Sequenom, Inc. (Sequenom), incorporated in 1994, is a diagnostic testing and genetics analysis company. The Company is focused on providing products, services, diagnostic testing, applications and genetic analysis products that translate the results of genomic science into solutions for biomedical research, translational research, molecular medicine applications, and agricultural, livestock and other areas of research. Its development and commercialization efforts in various diagnostic areas include non-invasive prenatal diagnostics, oncology, infectious diseases and other disorders. The Company is researching, developing and pursuing the commercialization of various non-invasive molecular diagnostic tests for prenatal genetic disorders and diseases, oncology, infectious diseases, and other diseases and disorders. On November 14, 2008, it completed the asset acquisition of the Center for Molecular Medicine, LLC (CMM). On November 17, 2008, the Company acquired Grand Rapids, a center for molecular medicine.

Molecular Diagnostics

The Company has branded its diagnostic technology for prenatal diagnostics, under the name SEQureDx. Sequenom efforts in molecular diagnostics are focused on non-invasive diagnostics using its MassARRAY system. It is primarily focused on developing and commercializing prenatal screening and diagnostic tests using its non-invasive, circulating cell-free fetal (ccff) nucleic acid-based assay technology. This technology is non-invasive to the womb using a simple maternal blood draw for prenatal diagnosis in order to provide information about the fetus early in pregnancy. The Company’s planned screening and diagnostic tests in areas of women’s health, oncology and infectious disease are also non-invasive.

Prenatal Diagnostics

Non-invasive prenatal diagnostic tests based on Sequenom’s foundational fetal nucleic acid analysis are initially being developed on its MassARRAY platform for chromosomal aneuploidies, including Trisomy 21 (Down syndrome), Trisomy 18 (Edwards syndrome), and Trisomy 13 (Patau syndrome), Rhesus D genotyping and gender determination for sex-linked disorders. Through the Clinical Laboratory Improvement Amendments (CLIA) laboratory, the Sequenom Center for Molecular Medicine (SCMM), located in Grand Rapids, Michigan, laboratory developed tests (LDTs) will be developed, validated and commercialized.
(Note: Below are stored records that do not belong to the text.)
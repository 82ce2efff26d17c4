use std::time::Duration;

use crate::error::{Error, Result};

const DEFAULT_AUTHORITY_BASE: &str = "https://login.microsoftonline.com";
const DEFAULT_GRAPH_API_BASE: &str = "https://graph.microsoft.com/v1.0";
const DEFAULT_HTTP_TIMEOUT_SECS: u64 = 30;
const DEFAULT_SCOPES: &[&str] = &["offline_access", "https://graph.microsoft.com/Mail.Read"];

/// Application identity and endpoint configuration.
///
/// Immutable after process start; shared read-only by every component.
/// Absence of a required value is a startup-time fatal error, never checked
/// lazily.
#[derive(Debug, Clone)]
pub struct GraphConfig {
    pub client_id: String,
    pub client_secret: String,
    pub tenant_id: String,
    pub redirect_uri: String,
    /// Scopes requested during authorization, joined with spaces on the wire.
    pub scopes: Vec<String>,
    /// Identity provider base, overridable for tests (`MAILGATE_AUTHORITY_BASE`).
    pub authority_base: String,
    /// Mail API base, overridable for tests (`MAILGATE_GRAPH_API_BASE`).
    pub graph_base: String,
    pub http_timeout: Duration,
}

impl GraphConfig {
    /// Loads configuration from `MAILGATE_*` environment variables.
    pub fn from_env() -> Result<Self> {
        let scopes = optional_env("MAILGATE_SCOPES")
            .map(|raw| {
                raw.split_whitespace()
                    .map(str::to_string)
                    .collect::<Vec<_>>()
            })
            .unwrap_or_else(|| DEFAULT_SCOPES.iter().map(|s| (*s).to_string()).collect());

        let http_timeout = optional_env("MAILGATE_HTTP_TIMEOUT_SECS")
            .map(|raw| {
                raw.parse::<u64>().map_err(|_| {
                    Error::Config(format!(
                        "MAILGATE_HTTP_TIMEOUT_SECS must be an integer number of seconds, got '{raw}'"
                    ))
                })
            })
            .transpose()?
            .unwrap_or(DEFAULT_HTTP_TIMEOUT_SECS);

        Ok(Self {
            client_id: required_env("MAILGATE_CLIENT_ID")?,
            client_secret: required_env("MAILGATE_CLIENT_SECRET")?,
            tenant_id: required_env("MAILGATE_TENANT_ID")?,
            redirect_uri: required_env("MAILGATE_REDIRECT_URI")?,
            scopes,
            authority_base: optional_env("MAILGATE_AUTHORITY_BASE")
                .unwrap_or_else(|| DEFAULT_AUTHORITY_BASE.to_string()),
            graph_base: optional_env("MAILGATE_GRAPH_API_BASE")
                .unwrap_or_else(|| DEFAULT_GRAPH_API_BASE.to_string()),
            http_timeout: Duration::from_secs(http_timeout),
        })
    }

    pub fn authorize_endpoint(&self) -> String {
        format!(
            "{}/{}/oauth2/v2.0/authorize",
            self.authority_base.trim_end_matches('/'),
            self.tenant_id
        )
    }

    pub fn token_endpoint(&self) -> String {
        format!(
            "{}/{}/oauth2/v2.0/token",
            self.authority_base.trim_end_matches('/'),
            self.tenant_id
        )
    }

    pub fn scope_string(&self) -> String {
        self.scopes.join(" ")
    }
}

fn required_env(name: &str) -> Result<String> {
    optional_env(name).ok_or_else(|| Error::Config(format!("missing required env var {name}")))
}

fn optional_env(name: &str) -> Option<String> {
    std::env::var(name)
        .ok()
        .map(|value| value.trim().to_string())
        .filter(|value| !value.is_empty())
}

#[cfg(test)]
mod tests {
    use std::sync::Mutex;

    use super::*;

    // Serializes env mutation across tests in this module.
    static ENV_LOCK: Mutex<()> = Mutex::new(());

    const REQUIRED_VARS: &[(&str, &str)] = &[
        ("MAILGATE_CLIENT_ID", "client-a"),
        ("MAILGATE_CLIENT_SECRET", "secret-a"),
        ("MAILGATE_TENANT_ID", "tenant-a"),
        ("MAILGATE_REDIRECT_URI", "http://localhost:8080/callback"),
    ];

    const ALL_VARS: &[&str] = &[
        "MAILGATE_CLIENT_ID",
        "MAILGATE_CLIENT_SECRET",
        "MAILGATE_TENANT_ID",
        "MAILGATE_REDIRECT_URI",
        "MAILGATE_SCOPES",
        "MAILGATE_AUTHORITY_BASE",
        "MAILGATE_GRAPH_API_BASE",
        "MAILGATE_HTTP_TIMEOUT_SECS",
    ];

    fn clear_env() {
        for name in ALL_VARS {
            std::env::remove_var(name);
        }
    }

    fn set_required() {
        for (name, value) in REQUIRED_VARS {
            std::env::set_var(name, value);
        }
    }

    #[test]
    fn from_env_fails_fast_on_missing_required_value() {
        let _lock = ENV_LOCK.lock().expect("lock env mutation");
        clear_env();
        set_required();
        std::env::remove_var("MAILGATE_CLIENT_SECRET");

        let error = GraphConfig::from_env().expect_err("missing secret must fail");
        assert!(error.to_string().contains("MAILGATE_CLIENT_SECRET"));
        clear_env();
    }

    #[test]
    fn from_env_applies_defaults() {
        let _lock = ENV_LOCK.lock().expect("lock env mutation");
        clear_env();
        set_required();

        let config = GraphConfig::from_env().expect("load config");
        assert_eq!(config.authority_base, DEFAULT_AUTHORITY_BASE);
        assert_eq!(config.graph_base, DEFAULT_GRAPH_API_BASE);
        assert_eq!(config.http_timeout, Duration::from_secs(30));
        assert!(config.scopes.iter().any(|s| s == "offline_access"));
        clear_env();
    }

    #[test]
    fn from_env_honors_overrides() {
        let _lock = ENV_LOCK.lock().expect("lock env mutation");
        clear_env();
        set_required();
        std::env::set_var("MAILGATE_GRAPH_API_BASE", "http://127.0.0.1:9999/v1.0");
        std::env::set_var("MAILGATE_SCOPES", "Mail.Read Mail.ReadBasic");
        std::env::set_var("MAILGATE_HTTP_TIMEOUT_SECS", "5");

        let config = GraphConfig::from_env().expect("load config");
        assert_eq!(config.graph_base, "http://127.0.0.1:9999/v1.0");
        assert_eq!(config.scopes, vec!["Mail.Read", "Mail.ReadBasic"]);
        assert_eq!(config.http_timeout, Duration::from_secs(5));
        clear_env();
    }

    #[test]
    fn endpoints_are_tenant_scoped() {
        let config = GraphConfig {
            client_id: "client".into(),
            client_secret: "secret".into(),
            tenant_id: "tenant-a".into(),
            redirect_uri: "http://localhost:8080/callback".into(),
            scopes: vec!["Mail.Read".into()],
            authority_base: "https://login.example.test/".into(),
            graph_base: DEFAULT_GRAPH_API_BASE.into(),
            http_timeout: Duration::from_secs(30),
        };
        assert_eq!(
            config.authorize_endpoint(),
            "https://login.example.test/tenant-a/oauth2/v2.0/authorize"
        );
        assert_eq!(
            config.token_endpoint(),
            "https://login.example.test/tenant-a/oauth2/v2.0/token"
        );
        assert_eq!(config.scope_string(), "Mail.Read");
    }
}
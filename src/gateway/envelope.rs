use std::collections::VecDeque;

use serde::de::DeserializeOwned;
use serde::Deserialize;

use crate::error::{Error, Result};

use super::Gateway;

/// One unwrapped collection page.
#[derive(Debug, Clone)]
pub struct Page<T> {
    pub items: Vec<T>,
    pub next_link: Option<String>,
}

// `value` is Option so an envelope that omits the key entirely can be told
// apart from `"value": []`; only the former violates the contract.
#[derive(Debug, Deserialize)]
struct RawPage<T> {
    value: Option<Vec<T>>,
    #[serde(rename = "@odata.nextLink")]
    next_link: Option<String>,
}

/// Strictly unwraps a collection envelope body.
///
/// An explicit empty `value` array is a valid, successful empty page; a body
/// that lacks the `value` key (or is not an envelope at all) is
/// [`Error::MalformedEnvelope`], never silently treated as empty.
pub(crate) fn unwrap_page<T: DeserializeOwned>(body: &str, endpoint: &str) -> Result<Page<T>> {
    let raw: RawPage<T> =
        serde_json::from_str(body).map_err(|e| Error::MalformedEnvelope {
            endpoint: endpoint.to_string(),
            detail: e.to_string(),
        })?;

    let Some(items) = raw.value else {
        return Err(Error::MalformedEnvelope {
            endpoint: endpoint.to_string(),
            detail: "missing 'value' property".to_string(),
        });
    };

    Ok(Page {
        items,
        next_link: raw.next_link,
    })
}

/// Lazily walks a paginated collection, one request per page.
///
/// Items are yielded in remote order; the next page request is only issued
/// once the buffered items are consumed and the budget allows more, so
/// stopping early never forces remaining pages to be fetched. The walk is
/// finite and non-restartable.
pub struct PageWalker<T> {
    gateway: Gateway,
    next_url: Option<String>,
    buffer: VecDeque<T>,
    remaining: Option<usize>,
}

impl<T: DeserializeOwned> PageWalker<T> {
    pub(crate) fn new(gateway: Gateway, first_url: String, max_items: Option<usize>) -> Self {
        Self {
            gateway,
            next_url: Some(first_url),
            buffer: VecDeque::new(),
            remaining: max_items,
        }
    }

    /// Yields the next item, fetching the next page only when needed.
    pub async fn try_next(&mut self) -> Result<Option<T>> {
        loop {
            if self.remaining == Some(0) {
                return Ok(None);
            }
            if let Some(item) = self.buffer.pop_front() {
                if let Some(remaining) = self.remaining.as_mut() {
                    *remaining -= 1;
                }
                return Ok(Some(item));
            }
            let Some(url) = self.next_url.take() else {
                return Ok(None);
            };
            let page = self.gateway.get_page::<T>(&url).await?;
            self.buffer.extend(page.items);
            self.next_url = page.next_link;
        }
    }

    /// Drains the walker into a vector, honoring the item budget.
    pub async fn collect_remaining(&mut self) -> Result<Vec<T>> {
        let mut items = Vec::new();
        while let Some(item) = self.try_next().await? {
            items.push(item);
        }
        Ok(items)
    }
}
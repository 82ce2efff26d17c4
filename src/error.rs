use reqwest::StatusCode;
use serde::Deserialize;
use thiserror::Error;

const REDACTED_BODY_MAX_LEN: usize = 200;

pub type Result<T> = std::result::Result<T, Error>;

/// Error taxonomy for the mailbox browsing core.
///
/// Every failure crossing the library boundary is one of these variants; the
/// core never swallows an error into a degraded default value.
#[derive(Debug, Error)]
pub enum Error {
    /// The identity provider rejected the authorization code (expired,
    /// already used, mismatched redirect URI) or the token response was
    /// missing required fields. The caller must restart the flow.
    #[error("authorization code exchange failed: {reason}")]
    AuthExchange { reason: String },

    /// No usable refresh path: there is no session, no refresh token, or the
    /// refresh call itself failed. Not retried locally; the caller must
    /// restart the authorization-code flow.
    #[error("session expired: {reason}")]
    SessionExpired { reason: String },

    /// Any non-2xx from the remote mail API not otherwise classified.
    #[error("remote api error (status {status}, code {code}): {message}")]
    RemoteApi {
        status: u16,
        code: String,
        message: String,
    },

    /// A response that claims to be a collection but lacks its `value` key.
    /// Never silently treated as empty.
    #[error("malformed collection envelope from {endpoint}: {detail}")]
    MalformedEnvelope { endpoint: String, detail: String },

    /// Folder traversal exhausted the entire tree without an exact match.
    #[error("folder not found: '{name}'")]
    FolderNotFound { name: String },

    /// The remote API reported 404 for an attachment download.
    #[error("attachment '{attachment_id}' not found on message '{message_id}'")]
    AttachmentNotFound {
        message_id: String,
        attachment_id: String,
    },

    /// A 2xx response body that could not be decoded into the expected shape.
    #[error("decode response from {endpoint}: {source}")]
    Decode {
        endpoint: String,
        source: serde_json::Error,
    },

    #[error("configuration: {0}")]
    Config(String),

    #[error(transparent)]
    Http(#[from] reqwest::Error),

    #[error(transparent)]
    Sqlite(#[from] rusqlite::Error),

    #[error("session store: {0}")]
    Store(String),
}

#[derive(Debug, Deserialize)]
struct GraphErrorBody {
    error: GraphErrorDetail,
}

#[derive(Debug, Deserialize)]
struct GraphErrorDetail {
    #[serde(default)]
    code: String,
    #[serde(default)]
    message: String,
}

/// Translates a non-2xx remote API response into [`Error::RemoteApi`].
///
/// Graph failure bodies carry `{"error": {"code": ..., "message": ...}}`;
/// anything else is surfaced with a redacted copy of the raw body.
pub(crate) fn translate_remote_error(status: StatusCode, body: &str) -> Error {
    match serde_json::from_str::<GraphErrorBody>(body) {
        Ok(parsed) => Error::RemoteApi {
            status: status.as_u16(),
            code: parsed.error.code,
            message: parsed.error.message,
        },
        Err(_) => Error::RemoteApi {
            status: status.as_u16(),
            code: String::new(),
            message: redact_response_body(body),
        },
    }
}

pub(crate) fn redact_response_body(body: &str) -> String {
    let trimmed = body.trim();
    if trimmed.len() <= REDACTED_BODY_MAX_LEN {
        trimmed.to_string()
    } else {
        let cut = trimmed
            .char_indices()
            .map(|(idx, _)| idx)
            .take_while(|idx| *idx <= REDACTED_BODY_MAX_LEN)
            .last()
            .unwrap_or(0);
        format!("{}…[truncated {} bytes]", &trimmed[..cut], trimmed.len())
    }
}

#[cfg(test)]
mod tests {
    use super::*;

    #[test]
    fn graph_error_body_maps_to_remote_api() {
        let body = r#"{"error":{"code":"ErrorItemNotFound","message":"The specified object was not found in the store."}}"#;
        let error = translate_remote_error(StatusCode::NOT_FOUND, body);
        match error {
            Error::RemoteApi {
                status,
                code,
                message,
            } => {
                assert_eq!(status, 404);
                assert_eq!(code, "ErrorItemNotFound");
                assert!(message.contains("not found"));
            }
            other => panic!("expected RemoteApi, got {other:?}"),
        }
    }

    #[test]
    fn unparseable_error_body_is_redacted_into_message() {
        let error = translate_remote_error(StatusCode::BAD_GATEWAY, "<html>gateway down</html>");
        match error {
            Error::RemoteApi {
                status,
                code,
                message,
            } => {
                assert_eq!(status, 502);
                assert!(code.is_empty());
                assert!(message.contains("gateway down"));
            }
            other => panic!("expected RemoteApi, got {other:?}"),
        }
    }

    #[test]
    fn long_bodies_are_truncated() {
        let body = "x".repeat(5000);
        let redacted = redact_response_body(&body);
        assert!(redacted.len() < body.len());
        assert!(redacted.contains("truncated 5000 bytes"));
    }
}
In September 2008, the Company announced results from its Trisomy 21 prenatal test studies using the RNA-based ccff SEQureDx technology. Sequenom reported that data from blinded studies involving 399 clinical samples collected prospectively showed that its test for Down syndrome identified 100% of all Down syndrome samples without any false-positive or false-negative outcomes. In January 2009, it announced further results from additional Trisomy 21 prenatal test studies using RNA-based ccff SEQureDX technology. It presented data for 459 new samples from prospective blinded studies, bringing the total number of samples studied to 858.

Genetic Analysis

The Company’s MassARRAY system, consisting of hardware, software applications, consumable chips and reagents, is a nucleic acid analysis platform that measures genetic target material and variations. Sequenom’s customers include clinical research laboratories, bio-agriculture, bio-technology and pharmaceutical companies, academic institutions, and various government agencies worldwide. Its MassARRAY system provides results for a range of deoxyribonucleic Acid (DNA)/ ribonucleic acid (RNA) analysis applications, including single nucleotide polymorphism (SNP), genotyping detection of mutations, analysis of copy number variants and other structural genome variations. In addition, the system provides quantitative gene expression analysis, quantitative methylation marker analysis, comparative sequence analysis of haploid organisms, SNP discovery, and oligonucleotide quality control. During the year ended December 31, 2008, the Company’s genetics analysis business product offerings and developments included iSEQ Comparative Sequence Analysis, Copy Number Variation (CNV), Epigenomics Applications and Panels, OncoCarta Mutation Panel and Closed Tube Assay.